En l'espèce, il ressort de la notification de la décision d'attribution du taux d'IPP que le médecin conseil de la caisse a motivé ainsi qu'il suit le taux d'IPP attribué : « paralysie incomplète du nerf radial au-dessous du coude avec amyotrophie de l'avant-bras et de la main gauche chez un droitier ».
Dans le cadre d'un mémoire déposé en appel, le praticien du service médical de la caisse expose que l'examen du médecin conseil mentionnait les éléments suivants :
- douleurs au niveau de l'avant-bras à type de crampes, empêchant l'assuré de dormir la nuit,
- ne supporte plus le froid
- prise inférieure à un stylo impossible,
- perte importante de la préhension,
- amyotrophie de - 3 cm de l'avant-bras gauche,
- flexion dorsale et palmaire limitée à 1/3,
- diminution de la pronosupination limitée à 1/3,
- perte de la sensibilité D2, D3 et D4.
Il n'est pas contesté que les séquelles de l'assuré sont importantes, le médecin mandaté par la société indiquant lui-même dans son rapport médical que l'assuré « présente d'importantes séquelles suite à une plaie de l'avant-bras gauche ». Il est encore constant que la paralysie du nerf radial est, en l'espèce, incomplète.
Le litige porte précisément sur l'appréciation du degré de force musculaire qui détermine, en l'absence de paralysie complète, le taux d'IPP, le barème prévoyant l'application du taux entier en cas d'atteintes correspondant aux degrés 0, 1, 2 et 3 et une diminution de 25 à 50 % pour le degré 4.
Il ressort de la motivation des premiers juges que le médecin consultant à l'audience a retenu que les calculs développés à l'audience par la caisse n'étaient pas réalisés dans le rapport du médecin conseil, lequel ne s'était pas livré à un examen de la main permettant de déterminer l'ampleur du déficit fonctionnel.
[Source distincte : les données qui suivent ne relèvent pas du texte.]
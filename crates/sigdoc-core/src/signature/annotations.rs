//! Annotation rendering shared by both dialects

use serde::{Deserialize, Serialize};
use tracing::trace;

use crate::config::DialectConfig;
use crate::content::{ContentFactory, Emitter, TextStyle, NBSP};
use crate::model::{Annotation, AnnotationValue, WithExtras};

/// Where the `@` sign is written
#[derive(Debug, Clone, Copy, PartialEq, Eq, Hash, Serialize, Deserialize)]
#[serde(rename_all = "kebab-case")]
pub enum AtStrategy {
    /// At every nesting level
    Always,
    /// On the outermost annotation only
    OnlyOnce,
    Never,
}

impl AtStrategy {
    pub fn renders_at(self) -> bool {
        match self {
            AtStrategy::Always | AtStrategy::OnlyOnce => true,
            AtStrategy::Never => false,
        }
    }

    /// Strategy for annotations nested inside argument values
    pub fn nested(self) -> AtStrategy {
        match self {
            AtStrategy::Always => AtStrategy::Always,
            AtStrategy::OnlyOnce | AtStrategy::Never => AtStrategy::Never,
        }
    }
}

/// Dialect conventions for writing annotations
#[derive(Debug, Clone, PartialEq)]
pub struct AnnotationStyle {
    pub strategy: AtStrategy,
    /// Opening and closing bracket of array values
    pub brackets: (char, char),
    /// Appended to class literal names (`::class`, `.class`)
    pub class_suffix: String,
    /// Annotations never shown, compared by identity and arguments
    pub ignored: Vec<Annotation>,
}

impl From<&DialectConfig> for AnnotationStyle {
    fn from(config: &DialectConfig) -> Self {
        Self {
            strategy: config.at_strategy,
            brackets: config.list_brackets,
            class_suffix: config.class_suffix.clone(),
            ignored: config.ignored_annotations.clone(),
        }
    }
}

impl AnnotationStyle {
    /// One block group per annotation, each on its own line
    pub fn block<F, A>(&self, out: &mut Emitter<'_, F>, annotated: &A)
    where
        F: ContentFactory,
        A: WithExtras + ?Sized,
    {
        for annotation in self.visible(annotated) {
            out.group(&[TextStyle::Block], |out| {
                self.render(out, annotation, self.strategy);
            });
        }
    }

    /// Annotations in the running text, each followed by a non-breaking space
    pub fn inline<F, A>(&self, out: &mut Emitter<'_, F>, annotated: &A)
    where
        F: ContentFactory,
        A: WithExtras + ?Sized,
    {
        for annotation in self.visible(annotated) {
            self.render(out, annotation, self.strategy);
            out.text(NBSP);
        }
    }

    /// Whether any annotation of `annotated` survives the ignore list
    pub fn any_visible<A: WithExtras + ?Sized>(&self, annotated: &A) -> bool {
        self.visible(annotated).next().is_some()
    }

    fn visible<'a, A>(&'a self, annotated: &'a A) -> impl Iterator<Item = &'a Annotation> + 'a
    where
        A: WithExtras + ?Sized,
    {
        annotated.annotations().iter().filter(|annotation| {
            let ignored = self.ignored.contains(annotation);
            if ignored {
                trace!(annotation = %annotation.id, "annotation suppressed");
            }
            !ignored
        })
    }

    pub fn render<F: ContentFactory>(
        &self,
        out: &mut Emitter<'_, F>,
        annotation: &Annotation,
        strategy: AtStrategy,
    ) {
        if strategy.renders_at() {
            out.text("@");
        }
        out.link(annotation.id.display_name(), &annotation.id);
        out.text("(");
        for (i, (name, value)) in annotation.params.iter().enumerate() {
            if i > 0 {
                out.text(", ");
            }
            out.text(&format!("{name} = "));
            self.render_value(out, value, strategy.nested());
        }
        out.text(")");
    }

    fn render_value<F: ContentFactory>(
        &self,
        out: &mut Emitter<'_, F>,
        value: &AnnotationValue,
        strategy: AtStrategy,
    ) {
        match value {
            AnnotationValue::String(text) => out.text(text),
            AnnotationValue::Enum { name, id } => out.link(name, id),
            AnnotationValue::Class { name, id } => {
                out.link(&format!("{name}{}", self.class_suffix), id);
            }
            AnnotationValue::Annotation(nested) => self.render(out, nested, strategy),
            AnnotationValue::Array(values) => {
                let (open, close) = self.brackets;
                out.text(open.encode_utf8(&mut [0; 4]));
                for (i, element) in values.iter().enumerate() {
                    if i > 0 {
                        out.text(", ");
                    }
                    self.render_value(out, element, strategy);
                }
                out.text(close.encode_utf8(&mut [0; 4]));
            }
        }
    }
}
//! Content tree building
//!
//! Renderers never construct nodes themselves. They talk to a
//! [`ContentFactory`] through an [`Emitter`], so the node type is whatever the
//! page assembler wants. [`ContentTree`] is the built-in factory producing
//! inspectable [`ContentNode`]s.

mod emitter;
mod node;

use serde::{Deserialize, Serialize};

use crate::model::{PlatformSet, SymbolId};

pub use emitter::Emitter;
pub use node::{ContentNode, ContentTree};

/// Non-breaking space used between a type and the name it qualifies
pub const NBSP: &str = "\u{a0}";

#[derive(Debug, Clone, Copy, PartialEq, Eq, Hash, Serialize, Deserialize)]
#[serde(rename_all = "kebab-case")]
pub enum TextStyle {
    Monospace,
    Block,
    Bold,
}

/// What a scoped content node represents
#[derive(Debug, Clone, Copy, PartialEq, Eq, Hash, Serialize, Deserialize)]
#[serde(rename_all = "kebab-case")]
pub enum ContentKind {
    /// A single rendered signature
    Symbol,
    /// Wrapper around several signatures of one declaration
    Main,
}

/// Primitive node constructors provided by the page assembler
pub trait ContentFactory {
    type Node;

    fn text(&self, text: &str, styles: &[TextStyle], platforms: &PlatformSet) -> Self::Node;

    fn link(&self, text: &str, target: &SymbolId, platforms: &PlatformSet) -> Self::Node;

    fn group(
        &self,
        children: Vec<Self::Node>,
        styles: &[TextStyle],
        platforms: &PlatformSet,
    ) -> Self::Node;

    /// A node scoped to `owner` and the subset of its platforms it describes
    fn content_for(
        &self,
        owner: &SymbolId,
        kind: ContentKind,
        styles: &[TextStyle],
        platforms: &PlatformSet,
        children: Vec<Self::Node>,
    ) -> Self::Node;
}
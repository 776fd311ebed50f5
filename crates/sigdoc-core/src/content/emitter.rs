//! Scoped content builder

use super::{ContentFactory, ContentKind, TextStyle};
use crate::model::{PlatformMap, PlatformSet, SymbolId};
use crate::platform::group_by_value;

/// Accumulates nodes for one declaration and one set of platforms.
///
/// Every node created through an emitter is tagged with the emitter's
/// platforms unless a narrower set is given explicitly.
pub struct Emitter<'f, F: ContentFactory> {
    factory: &'f F,
    owner: SymbolId,
    platforms: PlatformSet,
    nodes: Vec<F::Node>,
}

impl<'f, F: ContentFactory> Emitter<'f, F> {
    pub fn new(factory: &'f F, owner: &SymbolId, platforms: &PlatformSet) -> Self {
        Self {
            factory,
            owner: owner.clone(),
            platforms: platforms.clone(),
            nodes: Vec::new(),
        }
    }

    fn scoped(&self, owner: &SymbolId, platforms: &PlatformSet) -> Self {
        Self::new(self.factory, owner, platforms)
    }

    pub fn platforms(&self) -> &PlatformSet {
        &self.platforms
    }

    pub fn push(&mut self, node: F::Node) {
        self.nodes.push(node);
    }

    /// Plain text; empty strings emit nothing
    pub fn text(&mut self, text: &str) {
        self.styled_text(text, &[]);
    }

    pub fn styled_text(&mut self, text: &str, styles: &[TextStyle]) {
        if text.is_empty() {
            return;
        }
        let node = self.factory.text(text, styles, &self.platforms);
        self.nodes.push(node);
    }

    pub fn link(&mut self, text: &str, target: &SymbolId) {
        let node = self.factory.link(text, target, &self.platforms);
        self.nodes.push(node);
    }

    /// Wrap whatever `build` emits in a single group node
    pub fn group(&mut self, styles: &[TextStyle], build: impl FnOnce(&mut Self)) {
        let mut inner = self.scoped(&self.owner, &self.platforms);
        build(&mut inner);
        let node = self.factory.group(inner.nodes, styles, &self.platforms);
        self.nodes.push(node);
    }

    /// Emit nodes tagged with `platforms` instead of the current set
    pub fn for_platforms(&mut self, platforms: &PlatformSet, build: impl FnOnce(&mut Self)) {
        let mut inner = self.scoped(&self.owner, platforms);
        build(&mut inner);
        self.nodes.append(&mut inner.nodes);
    }

    /// Emit a nested scoped node for `owner` on `platforms`
    pub fn content_for(
        &mut self,
        owner: &SymbolId,
        kind: ContentKind,
        styles: &[TextStyle],
        platforms: &PlatformSet,
        build: impl FnOnce(&mut Self),
    ) {
        let mut inner = self.scoped(owner, platforms);
        build(&mut inner);
        let node = inner.finish(kind, styles);
        self.nodes.push(node);
    }

    /// `prefix item separator item ... suffix`; nothing at all for an empty list
    pub fn list<T>(
        &mut self,
        items: &[T],
        prefix: &str,
        suffix: &str,
        separator: &str,
        mut render: impl FnMut(&mut Self, &T),
    ) {
        if items.is_empty() {
            return;
        }
        self.text(prefix);
        for (i, item) in items.iter().enumerate() {
            if i > 0 {
                self.text(separator);
            }
            render(&mut *self, item);
        }
        self.text(suffix);
    }

    /// Render a per-platform attribute once per distinct token.
    ///
    /// Only the platforms of this emitter are considered. Each distinct,
    /// non-blank token becomes one text node tagged with the platforms that
    /// produce it.
    pub fn platform_text<V>(&mut self, values: &PlatformMap<V>, token: impl Fn(&V) -> String) {
        let groups = group_by_value(
            self.platforms
                .iter()
                .filter_map(|platform| values.get(platform).map(|value| (platform, token(value)))),
        );
        for (text, platforms) in groups {
            if text.trim().is_empty() {
                continue;
            }
            let node = self.factory.text(&text, &[], &platforms);
            self.nodes.push(node);
        }
    }

    /// Close this emitter into one scoped node
    pub fn finish(self, kind: ContentKind, styles: &[TextStyle]) -> F::Node {
        self.factory
            .content_for(&self.owner, kind, styles, &self.platforms, self.nodes)
    }
}
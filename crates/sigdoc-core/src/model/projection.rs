//! Type expressions ("projections")

use serde::{Deserialize, Serialize};

use super::SymbolId;

/// A type expression as it appears in a signature
#[derive(Debug, Clone, PartialEq, Eq, Hash, Serialize, Deserialize)]
#[serde(tag = "kind", content = "value", rename_all = "kebab-case")]
pub enum Projection {
    /// A named type with its type arguments, e.g. `Map<K, V>`
    Named {
        id: SymbolId,
        #[serde(default)]
        arguments: Vec<Projection>,
        /// Set when the named type is a function type; the last argument is then
        /// the return type and, for extension function types, the first one is
        /// the receiver
        #[serde(default)]
        function: FunctionMarker,
    },
    /// A use-site variance annotation around a type argument
    Variance(VarianceKind, Box<Projection>),
    Nullable(Box<Projection>),
    /// Star projection / wildcard
    Star,
    /// The platform's universal root type
    PlatformObject,
    /// A primitive of the host type system, by its host name (`int`, `boolean`, ...)
    Primitive(String),
    /// Absence of a value
    Void,
    Dynamic,
    /// Reference to a generic parameter in scope, by raw name
    TypeParameterRef(String),
}

impl Projection {
    /// A non-generic named type
    pub fn named(id: SymbolId) -> Self {
        Self::generic(id, Vec::new())
    }

    pub fn generic(id: SymbolId, arguments: Vec<Projection>) -> Self {
        Projection::Named {
            id,
            arguments,
            function: FunctionMarker::NotFunction,
        }
    }

    /// A function type. `arguments` holds the parameter types followed by the
    /// return type, prefixed with the receiver type when `marker` is
    /// [`FunctionMarker::Extension`].
    pub fn function_type(id: SymbolId, marker: FunctionMarker, arguments: Vec<Projection>) -> Self {
        Projection::Named {
            id,
            arguments,
            function: marker,
        }
    }

    pub fn nullable(self) -> Self {
        Projection::Nullable(Box::new(self))
    }

    pub fn covariant(self) -> Self {
        Projection::Variance(VarianceKind::Covariant, Box::new(self))
    }

    pub fn contravariant(self) -> Self {
        Projection::Variance(VarianceKind::Contravariant, Box::new(self))
    }

    pub fn primitive(name: impl Into<String>) -> Self {
        Projection::Primitive(name.into())
    }

    pub fn type_parameter(name: impl Into<String>) -> Self {
        Projection::TypeParameterRef(name.into())
    }

    /// Whether this is the named type `id`, ignoring any type arguments
    pub fn is_named(&self, id: &SymbolId) -> bool {
        matches!(self, Projection::Named { id: own, .. } if own == id)
    }
}

/// Marks a named type as a function type
#[derive(Debug, Clone, Copy, Default, PartialEq, Eq, Hash, Serialize, Deserialize)]
#[serde(rename_all = "kebab-case")]
pub enum FunctionMarker {
    #[default]
    NotFunction,
    Function,
    Extension,
}

impl FunctionMarker {
    pub fn is_function(self) -> bool {
        matches!(self, FunctionMarker::Function | FunctionMarker::Extension)
    }

    pub fn is_extension(self) -> bool {
        self == FunctionMarker::Extension
    }
}

#[derive(Debug, Clone, Copy, PartialEq, Eq, Hash, Serialize, Deserialize)]
#[serde(rename_all = "kebab-case")]
pub enum VarianceKind {
    /// Producer position, written `out` in Kotlin
    #[serde(alias = "out")]
    Covariant,
    /// Consumer position, written `in` in Kotlin
    #[serde(alias = "in")]
    Contravariant,
}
Le mémoire en appel du praticien du service médical n'apporte pas, sur ce point, d'éléments susceptibles de contredire l'appréciation faite par l'expert, le médecin conseil ne se prononçant pas directement sur le degré de force musculaire.
Aussi convient-il de confirmer le jugement attaqué en ce qu'il a fixé le taux d'IPP opposable à l'employeur à 30 %.
La caisse, partie perdante, est condamnée aux dépens d'appel
PAR CES MOTIFS
La cour,
statuant par arrêt contradictoire, rendu en dernier ressort et par mise à disposition au greffe,
CONFIRME le jugement déféré en toutes ses dispositions,
Y ajoutant,
CONDAMNE la caisse primaire d'assurance maladie de la Loire aux dépens d'appel.